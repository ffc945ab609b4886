//! Node instantiation: module lookup, cloning, and parameter binding.

use crate::error::{CompileError, Result};
use crate::graph::VariableKind;
use crate::model::{math, VariableRef};
use crate::store;

use super::{params, Compiler, GLOBAL_PARAMETERS, MODEL_PARAMETERS};

impl Compiler<'_> {
    /// Turn every graph node into a renamed component clone, resolving the
    /// units it needs and binding its configured parameters.
    pub(crate) fn instantiate_nodes(&mut self) -> Result<()> {
        for node in &self.graph.nodes {
            if self.instances.contains_key(&node.id) {
                log::debug!("node '{}' appears twice in the graph, skipping", node.id);
                continue;
            }

            let module = self.modules.load(self.store, &node.source_file)?;
            let Some(definition) = module.component(&node.component_name) else {
                return Err(CompileError::MissingComponent {
                    component: node.component_name.clone(),
                    filename: node.source_file.clone(),
                });
            };
            let clone = definition.clone_as(&node.name);

            // units the clone needs: equation literals first, then variables
            let mut needed: Vec<String> = Vec::new();
            for equation in clone.math() {
                for name in math::referenced_units(equation) {
                    push_unique(&mut needed, name);
                }
            }

            let mut bindings: Vec<params::Binding> = Vec::new();
            for variable in clone.variables() {
                push_unique(&mut needed, variable.units.clone());

                let Some(config) = node.variable_config(&variable.name) else {
                    continue;
                };
                match config.kind {
                    VariableKind::GlobalConstant => {
                        let Some(global) = self.store.global_parameter(&variable.name) else {
                            continue;
                        };
                        if store::is_unset(&global.value) {
                            continue;
                        }
                        let units = if global.units.is_empty() {
                            variable.units.clone()
                        } else {
                            global.units.clone()
                        };
                        bindings.push(params::Binding {
                            holder: GLOBAL_PARAMETERS,
                            variable: VariableRef::new(&node.name, &variable.name),
                            value: global.value.clone(),
                            units,
                        });
                    }
                    VariableKind::Constant => {
                        let Some(value) = config.value.as_deref() else {
                            continue;
                        };
                        if store::is_unset(value) {
                            continue;
                        }
                        let units = match config.units.as_deref() {
                            Some(units) if !units.is_empty() => units.to_string(),
                            _ => variable.units.clone(),
                        };
                        bindings.push(params::Binding {
                            holder: MODEL_PARAMETERS,
                            variable: VariableRef::new(&node.name, &variable.name),
                            value: store::normalize_value(value),
                            units,
                        });
                    }
                    VariableKind::Variable | VariableKind::BoundaryCondition => {}
                }
            }
            for binding in &bindings {
                push_unique(&mut needed, binding.units.clone());
            }

            self.instances.insert(node.id.clone(), node.name.clone());
            self.model.add_component(clone);

            for name in &needed {
                self.units.ensure_imported(
                    self.store,
                    &mut self.model,
                    &mut self.importer,
                    &mut self.warnings,
                    name,
                )?;
            }
            for binding in &bindings {
                params::bind(&mut self.model, binding);
            }
        }
        Ok(())
    }
}

fn push_unique(names: &mut Vec<String>, name: String) {
    if !names.contains(&name) {
        names.push(name);
    }
}
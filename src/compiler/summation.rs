//! Summation synthesis: the generated aggregation hub.
//!
//! Every registered aggregation point gets one output variable and one
//! input variable per inflow on the shared hub component, plus the equation
//! making the output the sum of the inputs. Variable names are made unique
//! with a numeric suffix, so repeated operand names coexist.

use crate::error::{CompileError, Result};
use crate::model::{math, Variable, VariableRef};

use super::{Compiler, SUMMATION_COMPONENT};

impl Compiler<'_> {
    pub(crate) fn synthesize_summations(&mut self) -> Result<()> {
        let sums = std::mem::take(&mut self.sums);
        for (key, request) in sums {
            // aggregation carries exactly one variable per side
            if request.options.len() != 1 {
                return Err(CompileError::unsupported(format!(
                    "aggregation port '{}' of '{}' must carry exactly one variable, found {}",
                    key.label,
                    key.component,
                    request.options.len()
                )));
            }
            for operand in &request.operands {
                if operand.options.len() != 1 {
                    return Err(CompileError::unsupported(format!(
                        "port of '{}' feeding aggregation port '{}' of '{}' must carry exactly one variable, found {}",
                        operand.component,
                        key.label,
                        key.component,
                        operand.options.len()
                    )));
                }
            }

            let output_var = &request.options[0];
            // a missing or unitless source variable still gets a valid hub
            let units = self
                .model
                .component(&request.component)
                .and_then(|c| c.variable(output_var))
                .map(|v| v.units.clone())
                .filter(|units| !units.is_empty())
                .unwrap_or_else(|| "dimensionless".to_string());

            let hub = self.model.component_mut_or_insert(SUMMATION_COMPONENT);
            let output_name = hub.next_available_name(&format!("sum_of_{output_var}"));
            hub.add_variable(Variable::public(&output_name, &units));
            let mut operand_names = Vec::with_capacity(request.operands.len());
            for operand in &request.operands {
                let name = hub.next_available_name(&format!("op_{}", operand.options[0]));
                hub.add_variable(Variable::public(&name, &units));
                operand_names.push(name);
            }
            hub.append_math(math::sum_equation(&output_name, &operand_names));

            let output_ref = VariableRef::new(&request.component, output_var);
            if self.has_variable(&output_ref) {
                super::link(
                    &mut self.model,
                    VariableRef::new(SUMMATION_COMPONENT, &output_name),
                    output_ref,
                );
            } else {
                log::debug!(
                    "aggregation output '{output_ref}' is not a variable of its component"
                );
            }
            for (operand, name) in request.operands.iter().zip(&operand_names) {
                let operand_ref = VariableRef::new(&operand.component, &operand.options[0]);
                if self.has_variable(&operand_ref) {
                    super::link(
                        &mut self.model,
                        VariableRef::new(SUMMATION_COMPONENT, name),
                        operand_ref,
                    );
                } else {
                    log::debug!(
                        "aggregation operand '{operand_ref}' is not a variable of its component"
                    );
                }
            }
        }
        Ok(())
    }
}

#[cfg(test)]
mod tests {
    use crate::compiler::{Compiler, SUMMATION_COMPONENT};
    use crate::graph::{Edge, Graph, Node, PortKind, PortLabel};
    use crate::store::ProjectStore;

    const PLUMBING: &str = r#"
        <model name="plumbing">
          <component name="drain">
            <variable name="total" interface="public"/>
          </component>
          <component name="pipe">
            <variable name="flow" units="second" interface="public"/>
          </component>
        </model>
    "#;

    fn node(id: &str, name: &str, component: &str, port: PortLabel) -> Node {
        Node {
            id: id.into(),
            source_file: "plumbing.xml".into(),
            component_name: component.into(),
            name: name.into(),
            port_labels: vec![port],
            variables: Vec::new(),
        }
    }

    #[test]
    fn test_unitless_aggregation_source_falls_back_to_dimensionless() {
        let mut store = ProjectStore::new();
        store.add_module_file("plumbing.xml", PLUMBING);
        let graph = Graph {
            nodes: vec![
                node(
                    "n0",
                    "inlet",
                    "pipe",
                    PortLabel {
                        label: "join".into(),
                        option: vec!["flow".into()],
                        kind: PortKind::Exit,
                        multi_port_sum: false,
                    },
                ),
                node(
                    "n1",
                    "sink",
                    "drain",
                    PortLabel {
                        label: "join".into(),
                        option: vec!["total".into()],
                        kind: PortKind::Entrance,
                        multi_port_sum: true,
                    },
                ),
            ],
            edges: vec![Edge {
                id: "e0".into(),
                source: "n0".into(),
                target: "n1".into(),
            }],
        };

        let mut compiler = Compiler::new(&graph, &store);
        compiler.instantiate_nodes().unwrap();
        compiler.resolve_connections().unwrap();
        compiler.synthesize_summations().unwrap();

        // sink.total has no units name, so the hub must not inherit ""
        let hub = compiler.model.component(SUMMATION_COMPONENT).unwrap();
        assert_eq!(hub.variables().len(), 2);
        assert!(hub.variables().iter().all(|v| v.units == "dimensionless"));
    }
}

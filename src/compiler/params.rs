//! Parameter binding through holder components.
//!
//! A bound variable keeps its place in the instance; its value lives on a
//! public variable of the holder component (`parameters` for instance
//! constants, `parameters_global` for shared ones) and reaches the instance
//! through an equivalence. Several instances binding the same variable name
//! share one holder variable; the first recorded value stands.

use crate::model::{Model, Variable, VariableRef};

/// One requested binding of an instance variable to a held value.
#[derive(Debug, Clone, PartialEq)]
pub(crate) struct Binding {
    /// Holder component name.
    pub holder: &'static str,
    /// The instance variable being bound.
    pub variable: VariableRef,
    /// Normalized value, stored as the holder variable's initial value.
    pub value: String,
    /// Units of the holder variable.
    pub units: String,
}

/// Apply a binding: materialize the holder variable if needed and connect
/// the instance variable to it.
pub(crate) fn bind(model: &mut Model, binding: &Binding) {
    let holder = model.component_mut_or_insert(binding.holder);
    if !holder.has_variable(&binding.variable.variable) {
        let mut variable = Variable::public(&binding.variable.variable, &binding.units);
        variable.initial_value = Some(binding.value.clone());
        holder.add_variable(variable);
    }
    super::link(
        model,
        VariableRef::new(binding.holder, &binding.variable.variable),
        binding.variable.clone(),
    );
}
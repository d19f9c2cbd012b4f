//! Health systems: invincibility tick, отключение коллайдеров при смерти

use bevy::prelude::*;
use bevy_rapier3d::prelude::ColliderDisabled;

use super::components::Health;

/// System: tick invincibility таймеров
///
/// Работает для ВСЕХ Health (включая скрытых и мёртвых акторов),
/// иначе окно, открытое рядом со смертью, ведёт себя непредсказуемо.
pub fn tick_health(mut query: Query<&mut Health>, time: Res<Time<Fixed>>) {
    let delta = time.delta_secs();

    for mut health in query.iter_mut() {
        health.tick(delta);
    }
}

/// Отключает collision surfaces умершего актора.
///
/// Идемпотентно: уже отключённые получают тот же маркер,
/// despawned entities пропускаются.
pub fn disable_colliders(world: &mut World, colliders: &[Entity]) -> usize {
    let mut disabled = 0;

    for &collider in colliders {
        match world.get_entity_mut(collider) {
            Ok(mut entity) => {
                entity.insert(ColliderDisabled);
                disabled += 1;
            }
            Err(_) => {
                crate::logger::log(&format!(
                    "Collider {:?} already despawned — skip",
                    collider
                ));
            }
        }
    }

    disabled
}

....................

● Task instructions
Read the material above and copy out each line holding "Edge".

● Solved problem
    use crate::graph::{Edge, Graph, Node, PortKind, PortLabel};
            edges: vec![Edge {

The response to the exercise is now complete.